Go through the data below. List every line that holds the word "entry".

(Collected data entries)
────────
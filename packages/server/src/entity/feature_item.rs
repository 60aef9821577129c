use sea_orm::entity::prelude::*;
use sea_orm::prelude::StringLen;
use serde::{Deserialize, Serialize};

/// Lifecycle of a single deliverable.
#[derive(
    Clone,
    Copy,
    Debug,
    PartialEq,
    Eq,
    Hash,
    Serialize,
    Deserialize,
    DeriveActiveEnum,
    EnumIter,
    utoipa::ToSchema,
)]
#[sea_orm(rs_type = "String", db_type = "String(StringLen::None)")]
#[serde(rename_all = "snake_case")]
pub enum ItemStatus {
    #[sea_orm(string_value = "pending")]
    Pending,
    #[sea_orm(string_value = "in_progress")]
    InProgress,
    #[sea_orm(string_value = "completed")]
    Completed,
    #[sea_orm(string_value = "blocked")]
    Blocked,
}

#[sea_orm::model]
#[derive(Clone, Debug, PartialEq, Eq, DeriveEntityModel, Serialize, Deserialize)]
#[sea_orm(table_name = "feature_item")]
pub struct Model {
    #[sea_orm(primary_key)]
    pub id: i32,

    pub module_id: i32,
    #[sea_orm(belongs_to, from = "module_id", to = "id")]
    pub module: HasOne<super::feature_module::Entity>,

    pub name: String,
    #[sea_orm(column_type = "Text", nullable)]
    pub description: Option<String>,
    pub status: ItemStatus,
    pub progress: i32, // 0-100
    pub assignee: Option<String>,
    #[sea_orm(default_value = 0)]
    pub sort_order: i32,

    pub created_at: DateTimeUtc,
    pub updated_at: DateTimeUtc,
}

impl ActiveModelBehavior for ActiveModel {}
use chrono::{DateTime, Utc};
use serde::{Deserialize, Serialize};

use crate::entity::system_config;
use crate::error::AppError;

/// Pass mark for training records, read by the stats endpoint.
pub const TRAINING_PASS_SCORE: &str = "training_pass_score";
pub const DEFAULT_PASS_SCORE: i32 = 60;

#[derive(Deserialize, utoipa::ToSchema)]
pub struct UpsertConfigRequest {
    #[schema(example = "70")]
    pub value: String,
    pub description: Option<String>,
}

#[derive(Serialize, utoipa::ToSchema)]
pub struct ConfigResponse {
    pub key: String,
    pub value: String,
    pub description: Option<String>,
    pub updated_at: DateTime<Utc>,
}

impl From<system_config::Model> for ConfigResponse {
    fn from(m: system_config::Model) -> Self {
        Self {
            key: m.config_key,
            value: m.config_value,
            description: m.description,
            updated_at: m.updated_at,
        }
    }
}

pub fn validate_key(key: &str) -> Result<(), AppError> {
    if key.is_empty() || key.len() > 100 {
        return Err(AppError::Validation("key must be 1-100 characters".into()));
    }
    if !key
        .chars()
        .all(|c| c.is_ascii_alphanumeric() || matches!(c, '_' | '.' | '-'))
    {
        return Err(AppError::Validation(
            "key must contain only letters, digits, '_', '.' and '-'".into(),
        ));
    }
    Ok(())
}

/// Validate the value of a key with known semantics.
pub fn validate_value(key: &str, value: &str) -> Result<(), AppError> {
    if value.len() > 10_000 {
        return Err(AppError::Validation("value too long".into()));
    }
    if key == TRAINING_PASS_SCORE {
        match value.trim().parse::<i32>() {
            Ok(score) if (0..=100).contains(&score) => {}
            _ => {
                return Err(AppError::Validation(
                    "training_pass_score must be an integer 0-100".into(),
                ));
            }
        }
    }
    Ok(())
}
────────
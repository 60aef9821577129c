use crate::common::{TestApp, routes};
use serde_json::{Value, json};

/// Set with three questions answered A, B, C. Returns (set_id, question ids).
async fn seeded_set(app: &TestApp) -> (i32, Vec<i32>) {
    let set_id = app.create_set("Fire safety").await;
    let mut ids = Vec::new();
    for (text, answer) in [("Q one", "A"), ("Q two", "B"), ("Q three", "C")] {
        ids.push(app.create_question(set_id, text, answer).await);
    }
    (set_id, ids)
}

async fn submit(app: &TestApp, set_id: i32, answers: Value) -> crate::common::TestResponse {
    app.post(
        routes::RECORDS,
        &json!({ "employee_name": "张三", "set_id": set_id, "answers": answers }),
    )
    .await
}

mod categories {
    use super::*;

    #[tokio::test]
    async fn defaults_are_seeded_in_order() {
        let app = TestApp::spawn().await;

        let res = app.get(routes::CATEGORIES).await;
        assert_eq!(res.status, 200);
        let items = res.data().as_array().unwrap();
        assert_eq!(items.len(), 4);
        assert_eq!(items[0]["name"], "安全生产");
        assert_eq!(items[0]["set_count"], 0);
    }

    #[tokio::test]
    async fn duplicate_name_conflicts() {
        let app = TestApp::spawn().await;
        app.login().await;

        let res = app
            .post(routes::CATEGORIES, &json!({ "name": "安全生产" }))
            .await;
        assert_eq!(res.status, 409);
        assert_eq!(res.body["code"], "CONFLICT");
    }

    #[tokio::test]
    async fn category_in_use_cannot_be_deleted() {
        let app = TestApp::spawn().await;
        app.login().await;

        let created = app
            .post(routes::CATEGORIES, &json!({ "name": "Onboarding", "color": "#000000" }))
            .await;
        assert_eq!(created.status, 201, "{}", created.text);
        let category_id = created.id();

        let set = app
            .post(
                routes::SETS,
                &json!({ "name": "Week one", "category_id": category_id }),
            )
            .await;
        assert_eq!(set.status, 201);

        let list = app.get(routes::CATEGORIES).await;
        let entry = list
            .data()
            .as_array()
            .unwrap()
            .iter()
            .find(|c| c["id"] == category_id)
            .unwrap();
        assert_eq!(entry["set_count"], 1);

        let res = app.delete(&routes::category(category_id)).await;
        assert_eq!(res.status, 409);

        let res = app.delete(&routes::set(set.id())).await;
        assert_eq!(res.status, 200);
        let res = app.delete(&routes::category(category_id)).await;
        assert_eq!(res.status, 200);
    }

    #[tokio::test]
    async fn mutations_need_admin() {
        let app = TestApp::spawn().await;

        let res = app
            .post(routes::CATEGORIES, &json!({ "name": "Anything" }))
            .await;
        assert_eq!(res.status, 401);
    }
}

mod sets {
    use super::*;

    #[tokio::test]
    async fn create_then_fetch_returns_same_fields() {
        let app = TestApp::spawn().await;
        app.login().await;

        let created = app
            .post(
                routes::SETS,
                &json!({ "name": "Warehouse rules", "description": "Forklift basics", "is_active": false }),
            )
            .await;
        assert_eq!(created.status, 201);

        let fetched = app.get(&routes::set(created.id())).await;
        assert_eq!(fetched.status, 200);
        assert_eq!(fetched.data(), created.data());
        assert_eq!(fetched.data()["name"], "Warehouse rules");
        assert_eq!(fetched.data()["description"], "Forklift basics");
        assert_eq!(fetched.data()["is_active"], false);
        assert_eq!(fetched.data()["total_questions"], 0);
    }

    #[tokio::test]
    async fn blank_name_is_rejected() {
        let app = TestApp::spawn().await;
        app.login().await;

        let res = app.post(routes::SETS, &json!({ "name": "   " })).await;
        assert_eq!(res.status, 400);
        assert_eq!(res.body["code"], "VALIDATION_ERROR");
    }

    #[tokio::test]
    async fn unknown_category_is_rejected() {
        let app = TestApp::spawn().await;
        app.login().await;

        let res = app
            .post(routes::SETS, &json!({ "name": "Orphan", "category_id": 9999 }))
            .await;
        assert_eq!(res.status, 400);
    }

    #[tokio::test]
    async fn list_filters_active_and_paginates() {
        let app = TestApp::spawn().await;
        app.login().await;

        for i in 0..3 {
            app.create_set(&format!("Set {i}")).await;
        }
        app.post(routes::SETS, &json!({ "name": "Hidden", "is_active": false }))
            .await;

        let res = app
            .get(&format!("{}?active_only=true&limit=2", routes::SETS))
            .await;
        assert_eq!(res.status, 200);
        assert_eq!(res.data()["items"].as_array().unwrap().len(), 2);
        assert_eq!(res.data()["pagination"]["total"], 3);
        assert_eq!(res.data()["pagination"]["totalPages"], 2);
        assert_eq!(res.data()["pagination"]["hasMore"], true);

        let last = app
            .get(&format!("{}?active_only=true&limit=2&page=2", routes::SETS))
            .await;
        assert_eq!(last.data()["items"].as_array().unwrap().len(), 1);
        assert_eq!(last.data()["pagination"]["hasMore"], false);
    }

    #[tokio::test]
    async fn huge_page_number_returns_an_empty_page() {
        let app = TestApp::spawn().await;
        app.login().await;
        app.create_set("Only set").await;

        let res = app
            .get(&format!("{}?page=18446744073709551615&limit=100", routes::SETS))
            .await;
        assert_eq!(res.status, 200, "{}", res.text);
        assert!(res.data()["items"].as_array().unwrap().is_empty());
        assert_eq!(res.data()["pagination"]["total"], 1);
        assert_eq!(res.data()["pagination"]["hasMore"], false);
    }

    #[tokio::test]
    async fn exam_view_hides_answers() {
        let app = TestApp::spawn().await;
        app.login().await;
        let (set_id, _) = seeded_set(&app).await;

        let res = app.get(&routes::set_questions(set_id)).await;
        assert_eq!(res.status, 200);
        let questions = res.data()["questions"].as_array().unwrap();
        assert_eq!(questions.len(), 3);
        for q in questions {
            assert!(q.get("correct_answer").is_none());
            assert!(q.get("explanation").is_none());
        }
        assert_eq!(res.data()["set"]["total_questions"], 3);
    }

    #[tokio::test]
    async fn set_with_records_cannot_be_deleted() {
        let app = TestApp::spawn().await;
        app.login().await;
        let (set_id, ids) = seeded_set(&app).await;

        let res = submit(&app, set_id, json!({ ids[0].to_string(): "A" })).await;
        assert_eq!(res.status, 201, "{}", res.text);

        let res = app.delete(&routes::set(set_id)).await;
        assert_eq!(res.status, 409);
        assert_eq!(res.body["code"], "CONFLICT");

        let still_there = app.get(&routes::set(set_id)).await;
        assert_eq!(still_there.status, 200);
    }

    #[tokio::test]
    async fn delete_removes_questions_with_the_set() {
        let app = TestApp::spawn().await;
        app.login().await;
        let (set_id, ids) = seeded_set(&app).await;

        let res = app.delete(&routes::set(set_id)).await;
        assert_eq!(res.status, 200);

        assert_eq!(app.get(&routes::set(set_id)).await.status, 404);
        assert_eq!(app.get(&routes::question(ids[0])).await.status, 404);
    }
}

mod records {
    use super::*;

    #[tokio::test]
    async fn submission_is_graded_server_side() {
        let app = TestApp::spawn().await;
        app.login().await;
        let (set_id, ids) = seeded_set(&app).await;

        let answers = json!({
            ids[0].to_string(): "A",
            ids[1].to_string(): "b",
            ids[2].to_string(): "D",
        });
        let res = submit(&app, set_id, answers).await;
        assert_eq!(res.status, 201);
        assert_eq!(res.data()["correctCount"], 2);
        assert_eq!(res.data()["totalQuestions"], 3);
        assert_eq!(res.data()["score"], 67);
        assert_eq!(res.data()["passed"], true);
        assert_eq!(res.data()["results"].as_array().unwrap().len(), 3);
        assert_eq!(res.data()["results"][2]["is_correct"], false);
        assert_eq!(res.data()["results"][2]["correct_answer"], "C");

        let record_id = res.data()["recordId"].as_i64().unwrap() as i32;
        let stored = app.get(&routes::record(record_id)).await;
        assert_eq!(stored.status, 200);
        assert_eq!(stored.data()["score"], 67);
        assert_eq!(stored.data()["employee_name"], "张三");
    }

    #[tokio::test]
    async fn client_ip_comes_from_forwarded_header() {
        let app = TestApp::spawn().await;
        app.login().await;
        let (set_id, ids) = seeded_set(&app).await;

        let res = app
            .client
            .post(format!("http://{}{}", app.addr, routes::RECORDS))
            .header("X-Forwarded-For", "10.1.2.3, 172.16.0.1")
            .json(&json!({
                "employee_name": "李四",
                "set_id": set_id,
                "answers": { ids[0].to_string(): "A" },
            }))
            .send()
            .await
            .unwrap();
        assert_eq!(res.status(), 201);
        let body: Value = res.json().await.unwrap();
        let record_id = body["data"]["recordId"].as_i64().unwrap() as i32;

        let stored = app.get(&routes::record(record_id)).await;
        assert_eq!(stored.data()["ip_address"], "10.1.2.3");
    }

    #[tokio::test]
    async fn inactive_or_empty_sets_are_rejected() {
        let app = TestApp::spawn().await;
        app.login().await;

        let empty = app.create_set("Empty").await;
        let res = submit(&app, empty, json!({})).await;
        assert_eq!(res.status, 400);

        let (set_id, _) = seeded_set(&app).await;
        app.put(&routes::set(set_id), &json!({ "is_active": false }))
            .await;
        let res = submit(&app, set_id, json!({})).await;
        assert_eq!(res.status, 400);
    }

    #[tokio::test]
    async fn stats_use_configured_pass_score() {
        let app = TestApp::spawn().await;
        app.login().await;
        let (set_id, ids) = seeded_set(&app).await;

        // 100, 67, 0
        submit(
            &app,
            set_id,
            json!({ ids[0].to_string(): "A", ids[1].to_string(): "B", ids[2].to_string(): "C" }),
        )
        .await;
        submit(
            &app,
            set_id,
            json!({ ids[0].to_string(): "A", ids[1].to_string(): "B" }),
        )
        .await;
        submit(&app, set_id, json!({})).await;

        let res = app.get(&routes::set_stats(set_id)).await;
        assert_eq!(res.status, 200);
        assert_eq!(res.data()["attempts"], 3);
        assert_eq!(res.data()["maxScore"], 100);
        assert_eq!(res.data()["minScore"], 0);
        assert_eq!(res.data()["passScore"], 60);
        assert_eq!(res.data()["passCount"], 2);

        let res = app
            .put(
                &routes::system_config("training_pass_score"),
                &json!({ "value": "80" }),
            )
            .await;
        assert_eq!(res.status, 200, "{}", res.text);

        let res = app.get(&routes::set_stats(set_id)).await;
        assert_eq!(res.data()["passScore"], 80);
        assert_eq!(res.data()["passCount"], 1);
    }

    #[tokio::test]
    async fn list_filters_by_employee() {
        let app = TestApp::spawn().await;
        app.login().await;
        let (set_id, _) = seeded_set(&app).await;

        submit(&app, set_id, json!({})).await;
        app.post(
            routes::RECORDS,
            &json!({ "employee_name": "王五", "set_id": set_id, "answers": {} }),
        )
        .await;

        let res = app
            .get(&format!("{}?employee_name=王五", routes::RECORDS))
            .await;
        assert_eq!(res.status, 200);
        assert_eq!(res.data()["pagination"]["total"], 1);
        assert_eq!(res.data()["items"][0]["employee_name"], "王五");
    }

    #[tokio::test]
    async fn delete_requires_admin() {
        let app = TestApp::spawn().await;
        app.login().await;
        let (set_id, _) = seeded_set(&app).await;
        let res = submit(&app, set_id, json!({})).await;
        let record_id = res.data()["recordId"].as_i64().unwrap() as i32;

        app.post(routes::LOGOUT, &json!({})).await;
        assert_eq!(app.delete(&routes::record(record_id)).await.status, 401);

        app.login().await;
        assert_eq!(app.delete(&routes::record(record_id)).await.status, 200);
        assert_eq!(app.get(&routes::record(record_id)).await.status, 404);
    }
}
────────
- [FINISHED EXERCISE]:
        let entry = list
        assert_eq!(entry["set_count"], 1);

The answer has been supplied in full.